Gina and I both turned 21 in November of 1983. That winter I was at my girlfriend’s house in Gravesend, when I got a frantic call from my mother. She was screaming, “Gina went out the window!” I was confused. My friend Billy also had a sister named Gina and I needed clarification. “No, Gina went out the window, I see her lying there”.  I knew who it was at that moment. My family lived in apartment 2F and Gina’s in 8F. My mother was looking down into the snow covered concrete, at the motionless body of a child she’d known since she was 5 years old, who had played with her son, who had eaten at her table.   

 I went to Coney Island Hospital, where they had taken Gina. When I got there, I flashed my badge and was let into the emergency room. I arrived just in time to see the doctors stop working and pronounce Gina dead. I went out to the hallway. Judy was crying hysterically. I hugged her tight and cried along with her. That night, Gina’s mother joined the same club as the Moskowitz’s. The club nobody ever wants to join; the club in which the members wake each morning to the fresh horror that their baby is never coming back.

 It was explained to me that the family was engaged in a shouting match and Gina simply ran to her room and jumped without warning.
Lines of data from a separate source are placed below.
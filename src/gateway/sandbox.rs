//! In-process gateway for local development and tests. Charges live in memory
//! and their outcome is driven by hand.

use super::{
    signature, ChargeRequest, GatewayAdapter, GatewayChargeResult, GatewayError, GatewayStatus,
};
use crate::domain::GatewayKind;
use async_trait::async_trait;
use chrono::{Duration, Utc};
use std::collections::{HashMap, VecDeque};
use std::sync::{Mutex, MutexGuard};

#[derive(Debug, Clone)]
pub struct SandboxCharge {
    pub reference: String,
    pub amount_cents: i64,
    pub status: GatewayStatus,
    pub canceled: bool,
}

#[derive(Default)]
struct SandboxState {
    charges: HashMap<String, SandboxCharge>,
    create_failures: VecDeque<GatewayError>,
    poll_failure: Option<GatewayError>,
    initial_status: Option<GatewayStatus>,
    create_calls: usize,
    poll_calls: usize,
    cancel_calls: usize,
    sequence: u64,
}

pub struct SandboxGateway {
    kind: GatewayKind,
    webhook_secret: String,
    state: Mutex<SandboxState>,
}

impl SandboxGateway {
    pub fn new(kind: GatewayKind, webhook_secret: &str) -> Self {
        Self {
            kind,
            webhook_secret: webhook_secret.to_string(),
            state: Mutex::new(SandboxState::default()),
        }
    }

    fn state(&self) -> MutexGuard<'_, SandboxState> {
        self.state.lock().unwrap_or_else(|poisoned| poisoned.into_inner())
    }

    /// The next `create_charge` call fails with `err`. Queued failures are consumed in order.
    pub fn fail_next_create(&self, err: GatewayError) {
        self.state().create_failures.push_back(err);
    }

    /// Every `poll_status` call fails with `err` until cleared with `None`.
    pub fn fail_polls(&self, err: Option<GatewayError>) {
        self.state().poll_failure = err;
    }

    /// Status reported for newly created charges (default `pending`).
    pub fn set_initial_status(&self, status: GatewayStatus) {
        self.state().initial_status = Some(status);
    }

    /// Settles or fails a charge as the provider would.
    pub fn set_status(&self, reference: &str, status: GatewayStatus) -> bool {
        match self.state().charges.get_mut(reference) {
            Some(charge) => {
                charge.status = status;
                true
            }
            None => false,
        }
    }

    pub fn charge(&self, reference: &str) -> Option<SandboxCharge> {
        self.state().charges.get(reference).cloned()
    }

    pub fn last_reference(&self) -> Option<String> {
        match self.state().sequence {
            0 => None,
            seq => Some(format!("sbx_{}_{}", self.kind.as_str(), seq)),
        }
    }

    pub fn create_calls(&self) -> usize {
        self.state().create_calls
    }

    pub fn poll_calls(&self) -> usize {
        self.state().poll_calls
    }

    pub fn cancel_calls(&self) -> usize {
        self.state().cancel_calls
    }

    /// Builds a signed webhook body the way the provider would deliver it.
    pub fn signed_webhook(&self, reference: &str, status: &str, amount: i64) -> (Vec<u8>, String) {
        let body = serde_json::json!({
            "reference": reference,
            "status": status,
            "amount": amount,
        })
        .to_string()
        .into_bytes();
        let header = signature::sign(&self.webhook_secret, &body, Utc::now().timestamp());
        (body, header)
    }
}

#[async_trait]
impl GatewayAdapter for SandboxGateway {
    fn kind(&self) -> GatewayKind {
        self.kind
    }

    async fn create_charge(
        &self,
        request: &ChargeRequest,
    ) -> Result<GatewayChargeResult, GatewayError> {
        let mut state = self.state();
        state.create_calls += 1;

        if let Some(err) = state.create_failures.pop_front() {
            return Err(err);
        }

        state.sequence += 1;
        let reference = format!("sbx_{}_{}", self.kind.as_str(), state.sequence);
        let status = state.initial_status.unwrap_or(GatewayStatus::Pending);
        state.charges.insert(
            reference.clone(),
            SandboxCharge {
                reference: reference.clone(),
                amount_cents: request.amount_cents,
                status,
                canceled: false,
            },
        );

        let (qr_payload, expires_at) = match self.kind {
            GatewayKind::Pix => (
                Some(format!("00020126sandbox{}", request.intent_id.simple())),
                Some(Utc::now() + Duration::minutes(15)),
            ),
            GatewayKind::Card => (None, None),
        };

        Ok(GatewayChargeResult {
            reference,
            status,
            qr_payload,
            expires_at,
            action_url: None,
        })
    }

    async fn poll_status(&self, reference: &str) -> Result<GatewayStatus, GatewayError> {
        let mut state = self.state();
        state.poll_calls += 1;
        if let Some(err) = state.poll_failure.clone() {
            return Err(err);
        }
        state
            .charges
            .get(reference)
            .map(|c| c.status)
            .ok_or_else(|| GatewayError::Rejected(format!("unknown charge {}", reference)))
    }

    fn verify_webhook_signature(&self, payload: &[u8], signature: &str) -> bool {
        signature::verify_now(&self.webhook_secret, payload, signature)
    }

    async fn cancel_charge(&self, reference: &str) -> Result<(), GatewayError> {
        let mut state = self.state();
        state.cancel_calls += 1;
        match state.charges.get_mut(reference) {
            Some(charge) => {
                charge.canceled = true;
                if charge.status != GatewayStatus::Paid {
                    charge.status = GatewayStatus::Failed;
                }
                Ok(())
            }
            None => Err(GatewayError::Rejected(format!("unknown charge {}", reference))),
        }
    }
}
 Who knows what drove Gina to suicide? Depression, I guess. Certainly, I wasn’t the reason but I’ve often thought though, that I also never gave her a reason for hope. I was supposed to be her friend. Life was knocking her all over the place.  Did I offer her comfort? No. Did I defend her when rumors were spread? No. What did I do? Listen in on her phone calls; for laughs.  What an asshole. I’m still sorry, Gina.  I’m glad that I got to see you grab the brass ring.